Segment Start: GIVEN RECORDS
// src/services/scope.rs

use std::collections::HashSet;

use uuid::Uuid;

use crate::{
    models::administrative::{AdministrativeUserAssignment, AssignmentScope},
    services::hierarchy::HierarchySnapshot,
};

/// Como o chamador enxerga um Estado nesta requisição.
#[derive(Debug)]
pub enum StateAccess {
    /// A organização do token é o próprio Estado
    Member,
    /// Acesso vindo de atribuições: só os nós listados
    Delegated(HashSet<Uuid>),
}

impl StateAccess {
    pub fn allows(&self, node_id: Uuid) -> bool {
        match self {
            StateAccess::Member => true,
            StateAccess::Delegated(ids) => ids.contains(&node_id),
        }
    }

    /// Mantém apenas os ids visíveis, preservando a ordem.
    pub fn filter_ids(&self, ids: Vec<Uuid>) -> Vec<Uuid> {
        match self {
            StateAccess::Member => ids,
            StateAccess::Delegated(allowed) => ids.into_iter().filter(|id| allowed.contains(id)).collect(),
        }
    }
}

/// `node` -> só o nó; `subtree` -> o nó e todos os descendentes ativos.
pub fn expand_scope(snapshot: &HierarchySnapshot, node_id: Uuid, scope: AssignmentScope) -> Vec<Uuid> {
    match scope {
        AssignmentScope::Node => vec![node_id],
        AssignmentScope::Subtree => snapshot.subtree_ids(node_id),
    }
}

/// União das expansões de todas as atribuições ativas do usuário.
pub fn authorized_nodes(
    snapshot: &HierarchySnapshot,
    assignments: &[AdministrativeUserAssignment],
) -> HashSet<Uuid> {
    assignments
        .iter()
        .filter(|a| a.active)
        .flat_map(|a| expand_scope(snapshot, a.node_id, a.scope))
        .collect()
}
// DELETE /api/administrative/states/{state_id}/levels/{level_id}
#[utoipa::path(
    delete,
    path = "/api/administrative/states/{state_id}/levels/{level_id}",
    tag = "Administrative",
    responses(
        (status = 200, description = "Nível removido", body = MessageResponse),
        (status = 403, description = "Nível ainda usado por nós")
    ),
    params(
        ("state_id" = Uuid, Path, description = "ID do Estado"),
        ("level_id" = Uuid, Path, description = "ID do Nível")
    ),
    security(("api_jwt" = []))
)]
pub async fn delete_level(
    State(app_state): State<AppState>,
    locale: Locale,
    user: AuthenticatedUser,
    _perm: RequirePermission<PermAdministrativeWrite>,
    Path((state_id, level_id)): Path<(Uuid, Uuid)>,
) -> Result<impl IntoResponse, ApiError> {
    let mut tx = begin_request_transaction(&app_state)
        .await
        .map_err(|e| e.to_api_error(&locale, &app_state.i18n_store))?;

    app_state
        .administrative_service
        .delete_level(&mut *tx, state_id, level_id, &user.0)
        .await
        .map_err(|e| e.to_api_error(&locale, &app_state.i18n_store))?;

    tx.commit()
        .await
        .map_err(|e| AppError::from(e).to_api_error(&locale, &app_state.i18n_store))?;

    let message = app_state.i18n_store.translate(&locale.0, "level.deleted", &[]);
    Ok((StatusCode::OK, Json(MessageResponse { message })))
}

// =============================================================================
//  2. ÁRVORE E NÓS
// =============================================================================

// GET /api/administrative/states/{state_id}/tree
#[utoipa::path(
    get,
    path = "/api/administrative/states/{state_id}/tree",
    tag = "Administrative",
    responses(
        (status = 200, description = "Floresta de nós ativos com filhos, profundidade e caminho", body = Vec<AdministrativeTreeNode>),
        (status = 403, description = "Sem acesso ao Estado")
    ),
    params(("state_id" = Uuid, Path, description = "ID do Estado")),
    security(("api_jwt" = []))
)]
pub async fn get_tree(
    State(app_state): State<AppState>,
    locale: Locale,
    user: AuthenticatedUser,
    _perm: RequirePermission<PermAdministrativeRead>,
    Path(state_id): Path<Uuid>,
) -> Result<impl IntoResponse, ApiError> {
    let mut tx = begin_request_transaction(&app_state)
        .await
        .map_err(|e| e.to_api_error(&locale, &app_state.i18n_store))?;

    let tree = app_state
        .administrative_service
        .get_tree(&mut *tx, state_id, &user.0)
        .await
        .map_err(|e| e.to_api_error(&locale, &app_state.i18n_store))?;

    tx.commit()
        .await
        .map_err(|e| AppError::from(e).to_api_error(&locale, &app_state.i18n_store))?;

    Ok((StatusCode::OK, Json(tree)))
}
// src/middleware/tenancy.rs

use axum::{
    extract::{FromRef, FromRequestParts},
    http::request::Parts,
};
use uuid::Uuid;

use crate::{common::error::ApiError, config::AppState, middleware::auth::AuthenticatedUser};

// A organização ativa da requisição. Vem do token (org_id), já validado
// contra a tabela membership pelo auth_guard.
#[derive(Debug, Clone, Copy)]
pub struct TenantContext(pub Uuid);

impl<S> FromRequestParts<S> for TenantContext
where
    S: Send + Sync,
    AppState: FromRef<S>,
{
    type Rejection = ApiError;

    async fn from_request_parts(parts: &mut Parts, state: &S) -> Result<Self, Self::Rejection> {
        let user = AuthenticatedUser::from_request_parts(parts, state).await?;
        Ok(TenantContext(user.0.org_id))
    }
}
Segment End: GIVEN RECORDS
# [YOUR INSTRUCTIONS]
Each line of the data is to be retyped exactly.

# [SOLUTION TO THIS TASK]
// src/services/scope.rs

use std::collections::HashSet;

use uuid::Uuid;

use crate::{
    models::administrative::{AdministrativeUserAssignment, AssignmentScope},
    services::hierarchy::HierarchySnapshot,
};

/// Como o chamador enxerga um Estado nesta requisição.
#[derive(Debug)]
pub enum StateAccess {
    /// A organização do token é o próprio Estado
    Member,
    /// Acesso vindo de atribuições: só os nós listados
    Delegated(HashSet<Uuid>),
}

impl StateAccess {
    pub fn allows(&self, node_id: Uuid) -> bool {
        match self {
            StateAccess::Member => true,
            StateAccess::Delegated(ids) => ids.contains(&node_id),
        }
    }

    /// Mantém apenas os ids visíveis, preservando a ordem.
    pub fn filter_ids(&self, ids: Vec<Uuid>) -> Vec<Uuid> {
        match self {
            StateAccess::Member => ids,
            StateAccess::Delegated(allowed) => ids.into_iter().filter(|id| allowed.contains(id)).collect(),
        }
    }
}

/// `node` -> só o nó; `subtree` -> o nó e todos os descendentes ativos.
pub fn expand_scope(snapshot: &HierarchySnapshot, node_id: Uuid, scope: AssignmentScope) -> Vec<Uuid> {
    match scope {
        AssignmentScope::Node => vec![node_id],
        AssignmentScope::Subtree => snapshot.subtree_ids(node_id),
    }
}

/// União das expansões de todas as atribuições ativas do usuário.
pub fn authorized_nodes(
    snapshot: &HierarchySnapshot,
    assignments: &[AdministrativeUserAssignment],
) -> HashSet<Uuid> {
    assignments
        .iter()
        .filter(|a| a.active)
        .flat_map(|a| expand_scope(snapshot, a.node_id, a.scope))
        .collect()
}
// DELETE /api/administrative/states/{state_id}/levels/{level_id}
#[utoipa::path(
    delete,
    path = "/api/administrative/states/{state_id}/levels/{level_id}",
    tag = "Administrative",
    responses(
        (status = 200, description = "Nível removido", body = MessageResponse),
        (status = 403, description = "Nível ainda usado por nós")
    ),
    params(
        ("state_id" = Uuid, Path, description = "ID do Estado"),
        ("level_id" = Uuid, Path, description = "ID do Nível")
    ),
    security(("api_jwt" = []))
)]
pub async fn delete_level(
    State(app_state): State<AppState>,
    locale: Locale,
    user: AuthenticatedUser,
    _perm: RequirePermission<PermAdministrativeWrite>,
    Path((state_id, level_id)): Path<(Uuid, Uuid)>,
) -> Result<impl IntoResponse, ApiError> {
    let mut tx = begin_request_transaction(&app_state)
        .await
        .map_err(|e| e.to_api_error(&locale, &app_state.i18n_store))?;

    app_state
        .administrative_service
        .delete_level(&mut *tx, state_id, level_id, &user.0)
        .await
        .map_err(|e| e.to_api_error(&locale, &app_state.i18n_store))?;

    tx.commit()
        .await
        .map_err(|e| AppError::from(e).to_api_error(&locale, &app_state.i18n_store))?;

    let message = app_state.i18n_store.translate(&locale.0, "level.deleted", &[]);
    Ok((StatusCode::OK, Json(MessageResponse { message })))
}

// =============================================================================
//  2. ÁRVORE E NÓS
// =============================================================================

// GET /api/administrative/states/{state_id}/tree
#[utoipa::path(
    get,
    path = "/api/administrative/states/{state_id}/tree",
    tag = "Administrative",
    responses(
        (status = 200, description = "Floresta de nós ativos com filhos, profundidade e caminho", body = Vec<AdministrativeTreeNode>),
        (status = 403, description = "Sem acesso ao Estado")
    ),
    params(("state_id" = Uuid, Path, description = "ID do Estado")),
    security(("api_jwt" = []))
)]
pub async fn get_tree(
    State(app_state): State<AppState>,
    locale: Locale,
    user: AuthenticatedUser,
    _perm: RequirePermission<PermAdministrativeRead>,
    Path(state_id): Path<Uuid>,
) -> Result<impl IntoResponse, ApiError> {
    let mut tx = begin_request_transaction(&app_state)
        .await
        .map_err(|e| e.to_api_error(&locale, &app_state.i18n_store))?;

    let tree = app_state
        .administrative_service
        .get_tree(&mut *tx, state_id, &user.0)
        .await
        .map_err(|e| e.to_api_error(&locale, &app_state.i18n_store))?;

    tx.commit()
        .await
        .map_err(|e| AppError::from(e).to_api_error(&locale, &app_state.i18n_store))?;

    Ok((StatusCode::OK, Json(tree)))
}
// src/middleware/tenancy.rs

use axum::{
    extract::{FromRef, FromRequestParts},
    http::request::Parts,
};
use uuid::Uuid;

use crate::{common::error::ApiError, config::AppState, middleware::auth::AuthenticatedUser};

// A organização ativa da requisição. Vem do token (org_id), já validado
// contra a tabela membership pelo auth_guard.
#[derive(Debug, Clone, Copy)]
pub struct TenantContext(pub Uuid);

impl<S> FromRequestParts<S> for TenantContext
where
    S: Send + Sync,
    AppState: FromRef<S>,
{
    type Rejection = ApiError;

    async fn from_request_parts(parts: &mut Parts, state: &S) -> Result<Self, Self::Rejection> {
        let user = AuthenticatedUser::from_request_parts(parts, state).await?;
        Ok(TenantContext(user.0.org_id))
    }
}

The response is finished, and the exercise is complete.